ZZ Leiden
- Chairman: Marcel Verburg
- Head coach: Rolf Franke
- Arena: Vijf Meihal
- Dutch Basketball League: Cancelled
- Basketball Cup: Quarter-finalist
- FIBA Europe Cup: Second Round
- ← 2018–192020–21 →

= 2019–20 ZZ Leiden season =

The 2019–20 ZZ Leiden season was the 14th season in the existence of the club. The club is known for sponsorship reasons as Zorg en Zekerheid Leiden. The club will play in the Dutch Basketball League (DBL) and NBB Cup.

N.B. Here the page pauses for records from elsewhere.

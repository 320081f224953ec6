//! Conversion orchestration for RGSS game projects: project directory
//! layout, staleness checks, batch backup/rollback and the CLI commands
//! built on top of the codec crates.

pub mod batch;
pub mod commands;
pub mod convert;
pub mod project;
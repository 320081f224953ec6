//! Rendering-style decisions for class-tagged records.
//!
//! Compact record kinds render their whole body in flow style. The choice is
//! presentation only; the reader accepts either style for any record.

use rgss_marshal::Value;

/// Event-command code for a move-route list. Move lists are long and edited
/// often, so they stay in block style while every other command is compact.
pub const MOVE_LIST_CODE: i64 = 209;

/// Record kinds that always render compact.
const FLOW_CLASSES: &[&str] = &[
    "Color",
    "Tone",
    "RPG::BGM",
    "RPG::BGS",
    "RPG::SE",
    "RPG::MoveCommand",
];

/// Whether a record of `class` with the given attributes renders flow.
pub fn is_flow(class: &str, attributes: &[(String, Value)]) -> bool {
    if FLOW_CLASSES.contains(&class) {
        return true;
    }

    if class == "RPG::EventCommand" {
        let code = attributes
            .iter()
            .find(|(name, _)| name == "code")
            .and_then(|(_, value)| value.as_integer());
        return code != Some(MOVE_LIST_CODE);
    }

    false
}
//! Document-level round trips between the binary and textual forms.

use pretty_assertions::assert_str_eq;
use rgss_marshal::{from_bytes, to_bytes, Color, Packed, Table, Value, WriterOptions};
use rgss_text::{parse_document, write_document};

/// A small but representative catalog file: a leading nil slot, records with
/// packed fields, compact audio records and an event page. Attributes are
/// listed in lexical order, matching what both writers emit.
fn actor_catalog() -> Value {
    Value::Array(vec![
        Value::Nil,
        Value::object(
            "RPG::Actor",
            vec![
                (
                    "bgm".into(),
                    Value::object(
                        "RPG::BGM",
                        vec![
                            ("name".into(), Value::String("Theme1".into())),
                            ("pitch".into(), Value::Integer(100)),
                            ("volume".into(), Value::Integer(100)),
                        ],
                    ),
                ),
                (
                    "color".into(),
                    Value::packed(Packed::Color(Color {
                        red: 255.0,
                        green: 128.0,
                        blue: 0.0,
                        alpha: 255.0,
                    })),
                ),
                ("id".into(), Value::Integer(1)),
                ("name".into(), Value::String("Ralph".into())),
            ],
        ),
        Value::object(
            "RPG::Actor",
            vec![
                (
                    "grid".into(),
                    Value::packed(Packed::Table(
                        Table::from_parts(2, 3, 2, 1, vec![1, 2, 3, 4, 5, 0x1f4]).unwrap(),
                    )),
                ),
                ("id".into(), Value::Integer(2)),
                (
                    "list".into(),
                    Value::Array(vec![Value::object(
                        "RPG::EventCommand",
                        vec![
                            ("code".into(), Value::Integer(101)),
                            ("indent".into(), Value::Integer(0)),
                            (
                                "parameters".into(),
                                Value::Array(vec![Value::String("face".into())]),
                            ),
                        ],
                    )]),
                ),
                ("name".into(), Value::String("Ulrika".into())),
            ],
        ),
    ])
}

#[test]
fn text_roundtrip_preserves_the_graph() {
    let original = actor_catalog();
    let document = write_document(&original);
    let parsed = parse_document(&document).unwrap();

    assert_eq!(parsed, original);
}

#[test]
fn rewriting_a_parsed_document_is_byte_identical() {
    let document = write_document(&actor_catalog());
    let parsed = parse_document(&document).unwrap();

    assert_str_eq!(write_document(&parsed), document);
}

#[test]
fn binary_to_text_to_binary_roundtrip() {
    let original = actor_catalog();
    let binary = to_bytes(&original, WriterOptions::default()).unwrap();

    let decoded = from_bytes(&binary).unwrap();
    let document = write_document(&decoded);
    let reparsed = parse_document(&document).unwrap();

    assert_eq!(
        to_bytes(&reparsed, WriterOptions::default()).unwrap(),
        binary
    );
}

#[test]
fn event_commands_render_compact_except_move_lists() {
    let page = Value::Array(vec![
        Value::object(
            "RPG::EventCommand",
            vec![
                ("code".into(), Value::Integer(101)),
                ("parameters".into(), Value::Array(vec![])),
            ],
        ),
        Value::object(
            "RPG::EventCommand",
            vec![
                ("code".into(), Value::Integer(209)),
                ("parameters".into(), Value::Array(vec![])),
            ],
        ),
    ]);

    let document = write_document(&page);
    assert_str_eq!(
        document,
        "- !RPG::EventCommand {code: 101, parameters: []}\n\
         - !RPG::EventCommand\n  code: 209\n  parameters: []\n"
    );

    // Reading back a top-level sequence assigns identity slots to the
    // elements; everything else survives unchanged.
    let parsed = parse_document(&document).unwrap();
    let Value::Array(commands) = &parsed else {
        panic!("expected a sequence");
    };
    assert_eq!(commands[0].attribute("code"), Some(&Value::Integer(101)));
    assert_eq!(commands[1].attribute("code"), Some(&Value::Integer(209)));
    for command in commands {
        assert_eq!(command.attribute("parameters"), Some(&Value::Array(vec![])));
        assert!(command.attribute("id").is_some());
    }
}

#[test]
fn system_variables_survive_the_sparse_rendering() {
    let system = Value::object(
        "RPG::System",
        vec![
            (
                "variables".into(),
                Value::Array(vec![
                    Value::Nil,
                    Value::String("Gold".into()),
                    Value::Nil,
                    Value::Nil,
                ]),
            ),
            ("version_id".into(), Value::Integer(12_345_678)),
        ],
    );

    let document = write_document(&system);
    assert_str_eq!(
        document,
        "!RPG::System\n  variables:\n    1: \"Gold\"\n    3: ~\n  version_id: 12345678\n"
    );

    assert_eq!(parse_document(&document).unwrap(), system);
}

It will also play in the FIBA Europe Cup.

In March, the DBL season was cancelled prematurely due to the COVID-19 pandemic.

==Overview==
On 5 July 2019, Leiden announced head coach Rolf Franke was returning for a second season.

==Transactions ==

=== In ===

| No. | Pos. | Nat. | Name | Age | Moving from |  | Type | Ends | Date | Source |
|---|---|---|---|---|---|---|---|---|---|---|
| 2 | PG | United States | Tayler Persons | 23 | Ball State Cardinals | United States | Free | 2020 | 17 July 2019 |  |
| 4 | PG | United States | Braxton Huggins | 22 | Fresno State Bulldogs | United States | Free | 2020 | 30 July 2019 |  |
| 6 | PF | United States | Jarvis Williams | 26 | HydroTruck Radom | Poland | Free | 2020 | 7 August 2019 |  |
| 33 | C | Croatia | Drago Pašalić | 35 | Donar | Netherlands | Free | 2020 | 13 August 2019 |  |
| 0 | F | United States | Josh Cunningham | 23 | Dayton University | United States | Free | 2020 | 19 August 2019 |  |
| 1 | G | Netherlands | Yaëll dos Santos Borges | 18 | BAL | Netherlands | Free | 2020 | 21 August 2019 |  |
| 9 | F | Netherlands | Eloi Nimako Sarkodee | 18 | BAL | Netherlands | Free | Undisclosed | 21 August 2019 |  |
|  | SF | Kenya | Nuni Omot | 25 | MZT Skopje | North Macedonia | Free | 2020 | 1 December 2019 |  |

=== Out ===

| No. | Pos. | Nat. | Name | Age | Moving to |  | Type | Date | Source |
|---|---|---|---|---|---|---|---|---|---|
| 34 | C | United States | Clayton Vette | 30 | Okapi Aalstar | Belgium | End of contract | 4 June 2019 |  |
| 10 | PG | United States | Maurice Watson Jr. | 26 | Forlì 2.015 | Italy | End of contract | 4 June 2019 |  |
| 15 | SG | United States | Darius Thompson | 24 | Happy Casa Brindisi | Italy | End of contract | 20 July 2019 |  |
| 11 | PF | Netherlands | Mohamed Kherrazi | 29 | Landstede Hammers | Netherlands | Mutual consent | 12 August 2019 |  |
| 14 | C | United States | Kenneth Simms | 32 | Free agent |  | End of contract |  |  |
| 0 | F | United States | Josh Cunningham | 23 | Free agent |  | End of contract |  |  |

==Dutch Basketball Supercup==
As the winners of the 2018–19 NBB Cup, Leiden qualified for its sixth Supercup appearance.